American baseball player (born 1999)

Jacob Samuel Young (born July 27, 1999) is an American professional baseball center fielder for the Washington Nationals of Major League Baseball (MLB). He made his MLB debut in 2023.

==Amateur career==
Young attended Ponte Vedra High School in Nocatee, Florida, and the University of Florida, where he played college baseball for the Florida Gators. In 131 games across three seasons with the Gators, Young batted .330 with eight home runs and 28 doubles.

== Professional career ==
The Washington Nationals selected him in the seventh round, with the 203rd overall selection, of the 2021 Major League Baseball draft.

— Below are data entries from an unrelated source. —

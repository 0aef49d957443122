//! Adaptive timing loop.
//!
//! [`run`] prepares a unit, calls `execute_once` until at least
//! `min_duration` of wall time has passed, releases the unit and returns the
//! mean time per call. The iteration count calibrates itself to the kernel
//! size, so tiny kernels amortise clock reads and large kernels do not run
//! for an unbounded number of fixed iterations.

use std::time::{Duration, Instant};

use log::debug;

use crate::error::BenchError;
use crate::unit::BenchmarkUnit;

/// Outcome of timing one unit.
#[derive(Debug, Clone, Copy, PartialEq)]
pub struct Measurement {
    /// Completed `execute_once` calls. Always at least one.
    pub iterations: u64,
    /// Wall time covering exactly those calls.
    pub elapsed: Duration,
}

impl Measurement {
    /// Mean microseconds per call.
    pub fn mean_us(&self) -> f64 {
        self.elapsed.as_secs_f64() * 1e6 / self.iterations as f64
    }
}

/// Time `unit` with a minimum measurement window of `min_duration`.
///
/// The clock is read after every call and the loop ends on the first read at
/// or past the floor, so the interval includes the call that crossed it.
///
/// # Errors
///
/// * [`BenchError::InvalidConfig`] if `min_duration` is zero.
/// * [`BenchError::Setup`] if `prepare` fails. Nothing is timed.
/// * [`BenchError::Measurement`] if any `execute_once` fails. The unit is
///   released before the error is returned.
pub fn run<U: BenchmarkUnit + ?Sized>(
    unit: &mut U,
    min_duration: Duration,
) -> Result<Measurement, BenchError> {
    if min_duration.is_zero() {
        return Err(BenchError::InvalidConfig(
            "minimum measurement duration must be non-zero".into(),
        ));
    }

    if let Err(source) = unit.prepare() {
        unit.release();
        return Err(BenchError::Setup {
            library: unit.name().to_string(),
            size: unit.size(),
            kind: unit.kind(),
            source,
        });
    }

    let mut iterations: u64 = 0;
    let start = Instant::now();
    let elapsed = loop {
        if let Err(source) = unit.execute_once() {
            unit.release();
            return Err(BenchError::Measurement {
                library: unit.name().to_string(),
                size: unit.size(),
                kind: unit.kind(),
                source,
            });
        }
        iterations += 1;
        let elapsed = start.elapsed();
        if elapsed >= min_duration {
            break elapsed;
        }
    };

    unit.release();

    let measurement = Measurement {
        iterations,
        elapsed,
    };
    debug!(
        "{} {} n={}: {} iterations in {:?} ({:.3} us/call)",
        unit.name(),
        unit.kind(),
        unit.size(),
        iterations,
        elapsed,
        measurement.mean_us()
    );
    Ok(measurement)
}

Young made his professional debut with the Single–A Fredericksburg Nationals, slashing .208/.283/.267 with five RBI and 13 stolen bases in 26 appearances. Young returned to Fredericksburg in 2022, playing in 115 games and hitting .262/.360/.331 with two home runs, 46 RBI, and 52 stolen bases.

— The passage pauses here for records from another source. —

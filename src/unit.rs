//! The benchmark unit contract.
//!
//! A [`BenchmarkUnit`] wraps one library's forward transform for one size and
//! one [`TransformKind`]. The [timing driver](crate::driver) calls
//! [`prepare`](BenchmarkUnit::prepare) once outside the timed region, then
//! [`execute_once`](BenchmarkUnit::execute_once) until the duration floor is
//! reached, then [`release`](BenchmarkUnit::release).

use std::f64::consts::PI;
use std::fmt;

use clap::ValueEnum;
use rustfft::num_complex::Complex;
use rustfft::FftNum;
use serde::{Deserialize, Serialize};

use crate::error::UnitError;

/// Input/output shape of the timed transform.
#[derive(Debug, Clone, Copy, PartialEq, Eq, Hash, ValueEnum, Serialize, Deserialize)]
#[serde(rename_all = "lowercase")]
pub enum TransformKind {
    /// Complex-to-complex forward FFT.
    Complex,
    /// Real-to-complex forward FFT.
    Real,
}

impl TransformKind {
    /// Complex first, then real: the order report sections are printed in.
    pub const ALL: [TransformKind; 2] = [TransformKind::Complex, TransformKind::Real];

    pub fn as_str(self) -> &'static str {
        match self {
            TransformKind::Complex => "complex",
            TransformKind::Real => "real",
        }
    }

    /// Row label used in the text table.
    pub fn label(self) -> &'static str {
        match self {
            TransformKind::Complex => "Complex FFT",
            TransformKind::Real => "Real FFT",
        }
    }
}

impl fmt::Display for TransformKind {
    fn fmt(&self, f: &mut fmt::Formatter<'_>) -> fmt::Result {
        f.write_str(self.as_str())
    }
}

/// A self-contained measurable task with a prepare/measure/release lifecycle.
pub trait BenchmarkUnit {
    /// Library identifier, as registered in the catalog.
    fn name(&self) -> &str;

    /// Kernel size N.
    fn size(&self) -> usize;

    fn kind(&self) -> TransformKind;

    /// Allocate buffers and build any plan. Never timed.
    fn prepare(&mut self) -> Result<(), UnitError>;

    /// Run exactly one forward transform on the prepared buffers.
    ///
    /// Must be repeatable without another `prepare`. Output correctness after
    /// the first call is not required.
    fn execute_once(&mut self) -> Result<(), UnitError>;

    /// Free everything acquired in `prepare`. Safe to call when `prepare`
    /// was never called or failed.
    fn release(&mut self);
}

impl<U: BenchmarkUnit + ?Sized> BenchmarkUnit for Box<U> {
    fn name(&self) -> &str {
        (**self).name()
    }

    fn size(&self) -> usize {
        (**self).size()
    }

    fn kind(&self) -> TransformKind {
        (**self).kind()
    }

    fn prepare(&mut self) -> Result<(), UnitError> {
        (**self).prepare()
    }

    fn execute_once(&mut self) -> Result<(), UnitError> {
        (**self).execute_once()
    }

    fn release(&mut self) {
        (**self).release()
    }
}

/// Sample `i` of the real test signal `sin(t) + 0.5 sin(5t)`, `t = 2πi/N`.
pub fn signal_sample(i: usize, n: usize) -> f64 {
    let t = 2.0 * PI * i as f64 / n as f64;
    t.sin() + 0.5 * (5.0 * t).sin()
}

/// Sample `i` of the complex test signal; the imaginary part is `0.5 cos(3t)`.
pub fn complex_signal_sample(i: usize, n: usize) -> (f64, f64) {
    let t = 2.0 * PI * i as f64 / n as f64;
    (signal_sample(i, n), 0.5 * (3.0 * t).cos())
}

fn cast<T: FftNum>(v: f64) -> T {
    T::from_f64(v).unwrap_or_else(T::zero)
}

/// Fallibly allocate `len` elements produced by `fill`.
pub(crate) fn try_alloc_with<T>(
    len: usize,
    fill: impl FnMut(usize) -> T,
) -> Result<Vec<T>, UnitError> {
    let mut buf = Vec::new();
    buf.try_reserve_exact(len)
        .map_err(|e| UnitError::allocation(len, e))?;
    buf.extend((0..len).map(fill));
    Ok(buf)
}

pub(crate) fn real_signal<T: FftNum>(n: usize) -> Result<Vec<T>, UnitError> {
    try_alloc_with(n, |i| cast(signal_sample(i, n)))
}

pub(crate) fn complex_signal<T: FftNum>(n: usize) -> Result<Vec<Complex<T>>, UnitError> {
    try_alloc_with(n, |i| {
        let (re, im) = complex_signal_sample(i, n);
        Complex::new(cast(re), cast(im))
    })
}

/// Real signal promoted to complex with a zero imaginary part.
pub(crate) fn promoted_real_signal<T: FftNum>(n: usize) -> Result<Vec<Complex<T>>, UnitError> {
    try_alloc_with(n, |i| Complex::new(cast(signal_sample(i, n)), T::zero()))
}

pub(crate) fn zeroed<T: Clone>(len: usize, zero: T) -> Result<Vec<T>, UnitError> {
    try_alloc_with(len, |_| zero.clone())
}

Young began the 2023 season with the High–A Wilmington Blue Rocks, batting .307/.383/.401 with two home runs, 28 RBI, and 22 stolen bases in 56 games. On June 17, 2023, he was promoted to the Double–A Harrisburg Senators. In 52 games for the Senators, he hit .304/.374/.431 with three home runs, 28 RBI, and 17 stolen bases. On August 20, Young was promoted to the Triple–A Rochester Red Wings.

After playing four games with Rochester, the Nationals announced that Young would be promoted to the major leagues for the first time on August 26, 2023. In 33 games during his rookie campaign, he batted .252/.322/.336 with no home runs, 12 RBI, and 13 stolen bases. He also showed strong defense. Young was optioned to Triple–A Rochester to begin the 2024 season.

On April 4, 2024, Young was recalled to Washington. On June 16, 2024, he hit his first career home run in a home game against the Miami Marlins. For the 2024 season he batted .256/.316/.331, with three home runs, 36 RBI, and 33 stolen bases (5th in the National League). His 11 bunt hits led MLB, his 9 sacrifice hits were second in the NL, his .075 Isolated Power and .331 slugging percentage were the lowest in MLB, and his 35.6% balls hit to the opposite field were the highest among MLB batters. Young was recognized as an elite defender: he was one of three Gold Glove Finalists for MLB center fielders and had an OAA (Outs Above Average), a measure of defensive ability, of 20, the second highest in the league.

For the 2025 season he played in 120 games and batted .231/.296/.287, with two home runs, 31 RBI, and 15 stolen bases. His first home run of the season was a grand slam, the first of his career, on August 26, 2025, in a game against the New York Yankees.

In the 2025 season Young also gained celebrity for a number of notable defensive plays, in which he was variously described as "Spiderman" or "The human highlight reel", by making spectacular catches of fly balls. On May 16, 2025, he made an over-the-fence catch of a fly ball from Ryan Mountcastle of the Baltimore Orioles, robbing him of a home run. On July 2 he made a similar catch, taking a home run away from Riley Greene in the ninth inning of a game against the Detroit Tigers. Three weeks later he made a catch of a fly ball from Will Benson of the Cincinnati Reds, that FanDuel Sports Network analyst Jeff Brantley described as "Crazy... Watch where this ball is. … That ball was probably three feet over the fence." For that play he won MLB's Play of the Week. On September 21, in a game against the New York Mets, Young made two highlight-reel catches in one game: the first was what was described as an "unreal circus catch" of a fly ball at the wall, in which he momentarily caught the ball, bobbled it, then kicked it to himself to finalize the catch. For that play he won the MLB Play of the Week again. Later in the same game he made another top-of-the-wall catch of a fly ball in the ninth inning, saving a win for the Nationals. The next day he made yet another diving bobbled bare-hand catch, of a line drive off Atlanta Braves shortstop Ha-Seong Kim.

For the 2025 season Young finished 12th in the league in OAA, putting him in the 96th percentile. He also was named the Nationals’ recipient of the 2025 Heart & Hustle Award by the MLB Players Alumni Association.

==Personal life==
On December 10, 2022, Young got engaged to Caroline. The couple got married on December 9, 2023.